Zimbabwe has of late been afflicted by a severe cash crisis which Finance minister Herbert Murerwa says is attributable to cash hoarding, inflation, parallel market activities, negative real interest rates, high bank charges on cash deposits and speculative behaviour.
The cash shortages have disrupted business and economic activities and heavily inconvenienced the general public as well.
The country’s cash situation remains tight despite government announcements that it would improve because they had injected $5 billion worth of Zimbabwe dollar travellers’ cheques into the financial system since their introduction on August 8.
“Cabs has seen a change in banking trends due to the cash shortage,” a spokesperson said. “The number of cheque transactions went up from 11 276 in May to 19 635 in June and up to higher levels for July. This has placed a strain on cheque supplies.”
The Reserve Bank of Zimbabwe (RBZ) on the other hand said with the new measures implemented recently, the situation would change.

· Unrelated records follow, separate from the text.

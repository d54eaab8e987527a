//! Buffer reuse pool.
//!
//! One pool exists per backend. Idle buffers are kept in free-lists keyed by
//! `(shape, dtype)`; `acquire` pops a matching block or allocates a new one
//! and `release` pushes it back. Both are safe to call from any worker.

use std::collections::HashMap;
use std::fmt;
use std::sync::atomic::{AtomicU64, AtomicUsize, Ordering};
use std::sync::{Arc, OnceLock, Weak};

use parking_lot::Mutex;

use super::buffer::{Buffer, BufferId};
use crate::dtype::DType;
use crate::error::AdError;
use crate::events::{Event, EventLog};
use crate::strides::numel;

/// Free-list key.
#[derive(Debug, Clone, PartialEq, Eq, Hash)]
pub struct PoolKey {
    pub shape: Vec<usize>,
    pub dtype: DType,
}

impl PoolKey {
    pub fn new(shape: &[usize], dtype: DType) -> Self {
        Self {
            shape: shape.to_vec(),
            dtype,
        }
    }

    /// Bytes needed by a buffer with this key.
    pub fn nbytes(&self) -> usize {
        numel(&self.shape) * self.dtype.size_of()
    }
}

/// Pool statistics snapshot.
#[derive(Debug, Clone, Default, PartialEq, Eq)]
pub struct PoolStats {
    /// Buffers created by the allocator.
    pub allocations: u64,
    /// Acquisitions served from an idle free-list.
    pub reuses: u64,
    /// Buffers returned to the pool.
    pub releases: u64,
    /// Buffers currently idle.
    pub idle_buffers: usize,
    /// Bytes currently lent out.
    pub bytes_in_use: usize,
    /// Bytes currently idle.
    pub bytes_idle: usize,
}

struct PoolShared {
    name: String,
    limit: Option<usize>,
    free: Mutex<HashMap<PoolKey, Vec<(BufferId, Buffer)>>>,
    allocations: AtomicU64,
    reuses: AtomicU64,
    releases: AtomicU64,
    bytes_in_use: AtomicUsize,
    bytes_idle: AtomicUsize,
    events: OnceLock<Arc<EventLog>>,
}

impl PoolShared {
    fn put_back(&self, id: BufferId, key: PoolKey, buffer: Buffer) {
        let nbytes = buffer.nbytes();
        {
            let mut free = self.free.lock();
            free.entry(key).or_default().push((id, buffer));
            self.bytes_in_use.fetch_sub(nbytes, Ordering::AcqRel);
            self.bytes_idle.fetch_add(nbytes, Ordering::AcqRel);
        }
        self.releases.fetch_add(1, Ordering::Relaxed);
        if let Some(log) = self.events.get() {
            log.record(Event::BufferReleased { buffer: id });
        }
        tracing::trace!(pool = %self.name, buffer = id.index(), "buffer released");
    }

    /// Drop every idle buffer. The caller holds the free-list lock.
    fn drop_idle(&self, free: &mut HashMap<PoolKey, Vec<(BufferId, Buffer)>>) -> usize {
        let dropped: usize = free
            .values()
            .flat_map(|list| list.iter())
            .map(|(_, buffer)| buffer.nbytes())
            .sum();
        free.clear();
        self.bytes_idle.fetch_sub(dropped, Ordering::AcqRel);
        dropped
    }

    fn held_bytes(&self) -> usize {
        self.bytes_in_use.load(Ordering::Acquire) + self.bytes_idle.load(Ordering::Acquire)
    }
}

/// Per-backend memory pool.
///
/// Cloning a `MemoryPool` yields another handle to the same free-lists.
#[derive(Clone)]
pub struct MemoryPool {
    shared: Arc<PoolShared>,
}

impl MemoryPool {
    /// Create an unbounded pool.
    pub fn new(name: impl Into<String>) -> Self {
        Self::with_limit(name, None)
    }

    /// Create a pool that refuses to hold more than `limit` bytes.
    pub fn with_limit(name: impl Into<String>, limit: Option<usize>) -> Self {
        Self {
            shared: Arc::new(PoolShared {
                name: name.into(),
                limit,
                free: Mutex::new(HashMap::new()),
                allocations: AtomicU64::new(0),
                reuses: AtomicU64::new(0),
                releases: AtomicU64::new(0),
                bytes_in_use: AtomicUsize::new(0),
                bytes_idle: AtomicUsize::new(0),
                events: OnceLock::new(),
            }),
        }
    }

    /// Pool name (the owning backend's name).
    pub fn name(&self) -> &str {
        &self.shared.name
    }

    /// Byte limit, if any.
    pub fn limit(&self) -> Option<usize> {
        self.shared.limit
    }

    /// Attach an event log. Only the first attached log is kept.
    pub fn attach_event_log(&self, log: Arc<EventLog>) {
        let _ = self.shared.events.set(log);
    }

    /// Lend a buffer for `(shape, dtype)`.
    ///
    /// A reused buffer keeps whatever its previous owner wrote; callers must
    /// not assume zero-initialized contents.
    ///
    /// # Errors
    ///
    /// Returns `AdError::PoolExhaustion` if the byte limit would be exceeded
    /// even after dropping idle buffers, or if the allocator fails.
    pub fn acquire(&self, shape: &[usize], dtype: DType) -> Result<PooledBuffer, AdError> {
        let key = PoolKey::new(shape, dtype);
        let nbytes = key.nbytes();

        // Counters change under the free-list lock so that the limit check
        // and the reservation are one step.
        let mut free = self.shared.free.lock();
        if let Some((id, buffer)) = free.get_mut(&key).and_then(Vec::pop) {
            self.shared.bytes_idle.fetch_sub(nbytes, Ordering::AcqRel);
            self.shared.bytes_in_use.fetch_add(nbytes, Ordering::AcqRel);
            drop(free);
            self.shared.reuses.fetch_add(1, Ordering::Relaxed);
            self.record_acquire(id, true);
            return Ok(PooledBuffer::lent(id, key, buffer, &self.shared));
        }

        if let Some(limit) = self.shared.limit {
            if self.shared.held_bytes() + nbytes > limit {
                let dropped = self.shared.drop_idle(&mut free);
                tracing::debug!(pool = %self.shared.name, bytes = dropped, "pool trimmed");
            }
            if self.shared.held_bytes() + nbytes > limit {
                return Err(AdError::PoolExhaustion {
                    requested: nbytes,
                    limit: Some(limit),
                });
            }
        }
        self.shared.bytes_in_use.fetch_add(nbytes, Ordering::AcqRel);
        drop(free);

        let buffer = match Buffer::try_alloc(dtype, numel(shape)) {
            Ok(buffer) => buffer,
            Err(err) => {
                self.shared.bytes_in_use.fetch_sub(nbytes, Ordering::AcqRel);
                return Err(err);
            }
        };
        let id = BufferId::fresh();
        self.shared.allocations.fetch_add(1, Ordering::Relaxed);
        self.record_acquire(id, false);
        Ok(PooledBuffer::lent(id, key, buffer, &self.shared))
    }

    /// Return a buffer to this pool's idle list.
    ///
    /// Buffers that were not lent by this pool are adopted.
    pub fn release(&self, mut buffer: PooledBuffer) {
        let home = std::mem::take(&mut buffer.home);
        let data = buffer.take_data();
        let nbytes = data.nbytes();
        match home.upgrade() {
            Some(home) if Arc::ptr_eq(&home, &self.shared) => {}
            Some(home) => {
                home.bytes_in_use.fetch_sub(nbytes, Ordering::AcqRel);
                self.shared.bytes_in_use.fetch_add(nbytes, Ordering::AcqRel);
            }
            None => {
                self.shared.bytes_in_use.fetch_add(nbytes, Ordering::AcqRel);
            }
        }
        self.shared.put_back(buffer.id, buffer.key.clone(), data);
    }

    /// Drop every idle buffer.
    pub fn trim(&self) {
        let dropped = self.shared.drop_idle(&mut self.shared.free.lock());
        tracing::debug!(pool = %self.shared.name, bytes = dropped, "pool trimmed");
    }

    /// Statistics snapshot.
    pub fn stats(&self) -> PoolStats {
        let idle_buffers = self.shared.free.lock().values().map(Vec::len).sum();
        PoolStats {
            allocations: self.shared.allocations.load(Ordering::Relaxed),
            reuses: self.shared.reuses.load(Ordering::Relaxed),
            releases: self.shared.releases.load(Ordering::Relaxed),
            idle_buffers,
            bytes_in_use: self.shared.bytes_in_use.load(Ordering::Acquire),
            bytes_idle: self.shared.bytes_idle.load(Ordering::Acquire),
        }
    }


    fn record_acquire(&self, id: BufferId, reused: bool) {
        if let Some(log) = self.shared.events.get() {
            log.record(Event::BufferAcquired { buffer: id, reused });
        }
        tracing::trace!(pool = %self.shared.name, buffer = id.index(), reused, "buffer acquired");
    }
}

impl fmt::Debug for MemoryPool {
    fn fmt(&self, f: &mut fmt::Formatter<'_>) -> fmt::Result {
        f.debug_struct("MemoryPool")
            .field("name", &self.shared.name)
            .field("limit", &self.shared.limit)
            .field("stats", &self.stats())
            .finish()
    }
}

/// A storage block lent by a pool, or a standalone block owned by the caller.
///
/// Dropping a lent buffer returns it to its pool.
pub struct PooledBuffer {
    id: BufferId,
    key: PoolKey,
    data: Buffer,
    home: Weak<PoolShared>,
}

impl PooledBuffer {
    fn lent(id: BufferId, key: PoolKey, buffer: Buffer, home: &Arc<PoolShared>) -> Self {
        Self {
            id,
            key,
            data: buffer,
            home: Arc::downgrade(home),
        }
    }

    /// Wrap a caller-owned buffer that does not belong to any pool.
    pub fn standalone(buffer: Buffer, shape: &[usize]) -> Self {
        Self {
            id: BufferId::fresh(),
            key: PoolKey::new(shape, buffer.dtype()),
            data: buffer,
            home: Weak::new(),
        }
    }

    /// Identity of the storage block.
    pub fn id(&self) -> BufferId {
        self.id
    }

    /// Free-list key of the block.
    pub fn key(&self) -> &PoolKey {
        &self.key
    }

    /// Whether the block returns to a pool when dropped.
    pub fn is_pooled(&self) -> bool {
        self.home.strong_count() > 0
    }

    /// Borrow the elements.
    pub fn buffer(&self) -> &Buffer {
        &self.data
    }

    /// Mutably borrow the elements.
    pub fn buffer_mut(&mut self) -> &mut Buffer {
        &mut self.data
    }

    fn take_data(&mut self) -> Buffer {
        std::mem::replace(&mut self.data, Buffer::zeros(self.key.dtype, 0))
    }
}

impl Drop for PooledBuffer {
    fn drop(&mut self) {
        if let Some(home) = self.home.upgrade() {
            let data = self.take_data();
            home.put_back(self.id, self.key.clone(), data);
        }
    }
}

impl fmt::Debug for PooledBuffer {
    fn fmt(&self, f: &mut fmt::Formatter<'_>) -> fmt::Result {
        f.debug_struct("PooledBuffer")
            .field("id", &self.id)
            .field("key", &self.key)
            .field("pooled", &self.is_pooled())
            .finish()
    }
}

#[cfg(test)]
mod tests {
    use super::*;

    #[test]
    fn test_acquire_allocates_then_reuses() {
        let pool = MemoryPool::new("test");
        let first = pool.acquire(&[2, 3], DType::F64).unwrap();
        let id = first.id();
        pool.release(first);

        let second = pool.acquire(&[2, 3], DType::F64).unwrap();
        assert_eq!(second.id(), id);

        let stats = pool.stats();
        assert_eq!(stats.allocations, 1);
        assert_eq!(stats.reuses, 1);
        assert_eq!(stats.releases, 1);
    }

    #[test]
    fn test_key_includes_dtype_and_shape() {
        let pool = MemoryPool::new("test");
        let a = pool.acquire(&[4], DType::F64).unwrap();
        let a_id = a.id();
        drop(a);

        let b = pool.acquire(&[4], DType::F32).unwrap();
        let c = pool.acquire(&[2, 2], DType::F64).unwrap();
        assert_ne!(b.id(), a_id);
        assert_ne!(c.id(), a_id);
        assert_eq!(pool.stats().allocations, 3);
    }

    #[test]
    fn test_drop_returns_to_pool() {
        let pool = MemoryPool::new("test");
        {
            let _buf = pool.acquire(&[8], DType::F32).unwrap();
            assert_eq!(pool.stats().bytes_in_use, 32);
        }
        let stats = pool.stats();
        assert_eq!(stats.bytes_in_use, 0);
        assert_eq!(stats.bytes_idle, 32);
        assert_eq!(stats.idle_buffers, 1);
    }

    #[test]
    fn test_reuse_keeps_stale_contents() {
        let pool = MemoryPool::new("test");
        let mut buf = pool.acquire(&[2], DType::F64).unwrap();
        buf.buffer_mut().fill_from_f64(&[7.0, 8.0]);
        pool.release(buf);

        let again = pool.acquire(&[2], DType::F64).unwrap();
        assert_eq!(again.buffer().to_f64_vec(), vec![7.0, 8.0]);
    }

    #[test]
    fn test_limit_exhaustion() {
        let pool = MemoryPool::with_limit("small", Some(64));
        let _held = pool.acquire(&[8], DType::F64).unwrap();
        let err = pool.acquire(&[1], DType::F64).unwrap_err();
        assert_eq!(
            err,
            AdError::PoolExhaustion {
                requested: 8,
                limit: Some(64)
            }
        );
    }

    #[test]
    fn test_limit_trims_idle_before_failing() {
        let pool = MemoryPool::with_limit("small", Some(64));
        drop(pool.acquire(&[8], DType::F64).unwrap());
        assert_eq!(pool.stats().bytes_idle, 64);

        let other = pool.acquire(&[16], DType::F32).unwrap();
        assert_eq!(other.buffer().len(), 16);
        assert_eq!(pool.stats().bytes_idle, 0);
    }

    #[test]
    fn test_release_adopts_standalone() {
        let pool = MemoryPool::new("test");
        let standalone = PooledBuffer::standalone(Buffer::zeros(DType::F64, 3), &[3]);
        assert!(!standalone.is_pooled());
        let id = standalone.id();
        pool.release(standalone);

        let adopted = pool.acquire(&[3], DType::F64).unwrap();
        assert_eq!(adopted.id(), id);
        assert!(adopted.is_pooled());
    }

    #[test]
    fn test_events_recorded() {
        let pool = MemoryPool::new("test");
        let log = Arc::new(EventLog::new());
        pool.attach_event_log(log.clone());

        let buf = pool.acquire(&[1], DType::F64).unwrap();
        let id = buf.id();
        drop(buf);

        let events: Vec<Event> = log.snapshot().into_iter().map(|r| r.event).collect();
        assert_eq!(
            events,
            vec![
                Event::BufferAcquired {
                    buffer: id,
                    reused: false
                },
                Event::BufferReleased { buffer: id },
            ]
        );
    }
}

Acting RBZ governor Charles Chikaura told businessdigest that as of now it was not feasible however, to determine in precise terms how much of the existing $500 notes had been returned to the banking system, since money constantly flows in and out.
Government annou-nced that a new $500 note would replace the existing $500 ones at the end of this month. A higher denomination note of $1 000 is also pencilled in for month-end.

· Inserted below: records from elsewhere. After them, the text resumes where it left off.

//! Random leaf construction.

use rand::Rng;
use rand::distr::StandardUniform;
use rand_distr::StandardNormal;

use crate::scalar::Scalar;
use crate::strides::numel;
use crate::tensor::Tensor;

/// Element types that can be sampled for random leaves.
pub trait RandomScalar: Scalar {
    /// Sample from the uniform distribution on [0, 1).
    fn sample_uniform<R: Rng>(rng: &mut R) -> Self;

    /// Sample from the standard normal distribution.
    fn sample_normal<R: Rng>(rng: &mut R) -> Self;
}

impl RandomScalar for f64 {
    fn sample_uniform<R: Rng>(rng: &mut R) -> Self {
        rng.sample(StandardUniform)
    }

    fn sample_normal<R: Rng>(rng: &mut R) -> Self {
        rng.sample(StandardNormal)
    }
}

impl RandomScalar for f32 {
    fn sample_uniform<R: Rng>(rng: &mut R) -> Self {
        rng.sample(StandardUniform)
    }

    fn sample_normal<R: Rng>(rng: &mut R) -> Self {
        rng.sample(StandardNormal)
    }
}

impl Tensor {
    /// Create a tensor with uniform random values in [0, 1).
    ///
    /// # Example
    ///
    /// ```
    /// use adflow::Tensor;
    ///
    /// let t = Tensor::random::<f64>(&[2, 3]);
    /// assert_eq!(t.shape(), &[2, 3]);
    /// assert!(t.to_f64_vec().iter().all(|&v| (0.0..1.0).contains(&v)));
    /// ```
    pub fn random<T: RandomScalar>(shape: &[usize]) -> Self {
        Self::random_with_rng::<T, _>(shape, &mut rand::rng())
    }

    /// Create a tensor with uniform random values using a specific RNG.
    ///
    /// # Example
    ///
    /// ```
    /// use adflow::Tensor;
    /// use rand::SeedableRng;
    /// use rand::rngs::StdRng;
    ///
    /// let mut rng = StdRng::seed_from_u64(42);
    /// let t1 = Tensor::random_with_rng::<f64, _>(&[2, 3], &mut rng);
    /// let mut rng = StdRng::seed_from_u64(42);
    /// let t2 = Tensor::random_with_rng::<f64, _>(&[2, 3], &mut rng);
    /// assert!(t1.bit_eq(&t2));
    /// ```
    pub fn random_with_rng<T: RandomScalar, R: Rng>(shape: &[usize], rng: &mut R) -> Self {
        let data: Vec<T> = (0..numel(shape)).map(|_| T::sample_uniform(rng)).collect();
        Self::from_sampled(data, shape)
    }

    /// Create a tensor with standard normal random values.
    pub fn randn<T: RandomScalar>(shape: &[usize]) -> Self {
        Self::randn_with_rng::<T, _>(shape, &mut rand::rng())
    }

    /// Create a tensor with standard normal random values using a specific RNG.
    pub fn randn_with_rng<T: RandomScalar, R: Rng>(shape: &[usize], rng: &mut R) -> Self {
        let data: Vec<T> = (0..numel(shape)).map(|_| T::sample_normal(rng)).collect();
        Self::from_sampled(data, shape)
    }

    fn from_sampled<T: Scalar>(data: Vec<T>, shape: &[usize]) -> Self {
        let mut t = Self::zeros(shape, T::DTYPE);
        if let Ok(dst) = t.as_mut_slice::<T>() {
            dst.copy_from_slice(&data);
        }
        t
    }
}

#[cfg(test)]
mod tests {
    use super::*;
    use rand::SeedableRng;
    use rand::rngs::StdRng;

    #[test]
    fn test_random_f64_range() {
        let t = Tensor::random::<f64>(&[2, 3]);
        assert_eq!(t.len(), 6);
        for v in t.to_vec::<f64>().unwrap() {
            assert!((0.0..1.0).contains(&v), "value {} not in [0, 1)", v);
        }
    }

    #[test]
    fn test_random_f32_dtype() {
        let t = Tensor::random::<f32>(&[4]);
        assert_eq!(t.dtype(), crate::DType::F32);
    }

    #[test]
    fn test_randn_moments() {
        let mut rng = StdRng::seed_from_u64(7);
        let t = Tensor::randn_with_rng::<f64, _>(&[400], &mut rng);
        let data = t.to_vec::<f64>().unwrap();
        let mean = data.iter().sum::<f64>() / 400.0;
        let var = data.iter().map(|x| (x - mean).powi(2)).sum::<f64>() / 400.0;
        assert!(mean.abs() < 0.3, "mean {} too far from 0", mean);
        assert!(var > 0.5 && var < 1.5, "variance {} too far from 1", var);
    }

    #[test]
    fn test_randn_reproducible() {
        let mut rng1 = StdRng::seed_from_u64(54321);
        let t1 = Tensor::randn_with_rng::<f64, _>(&[3, 4], &mut rng1);
        let mut rng2 = StdRng::seed_from_u64(54321);
        let t2 = Tensor::randn_with_rng::<f64, _>(&[3, 4], &mut rng2);
        assert!(t1.bit_eq(&t2));
    }

    #[test]
    fn test_random_scalar_tensor() {
        let t = Tensor::random::<f64>(&[]);
        assert_eq!(t.len(), 1);
    }
}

Government then thre-atened individuals and organisations holding Zimbabwean currency outside the country that if they did not return the cash it would become “worthless”.
“The number of cash withdrawals was only marginally down from 344 227 in May to 284 952 in June,” Cabs said.
“The number of ATM withdrawals over the same period went down from 258 265 to 43 290 due to unavailability of cash in ATMs while the number of point of sale transactions went up from 237 909 to 362 657.”
The building society said in October last year it received a total of $450 million in cash from its bankers.
In May this year however, Cabs received $50 million and in June $280 million.
“Taking the monthly rate of inflation intoaccount these figuresindicate the severityof the cash shortages being experienced by Cabs,” the spokesperson said.
“Exacerbating this shortage of cash is the fact that many normal merchants are not depositing cash in banks or building societies because cash can be sold at a premium. While understanding and sympathising with the inconvenience caused to clients, Cabs is unable to control the cash shortage.”
Murerwa said in a bid to solve the cash crisis government outlawed the repatriation of cash outside Zimbabwe through the gazetting of Statutory Instrument 163 of 2003.
To prevent cash hoarding and unlawful trading in cash, both by traders and individuals, government gazetted Statutory Instrument 171 of 2003 which should ensure accountability of all cash generated and result in the re-channelling of deposits back into the banking sector.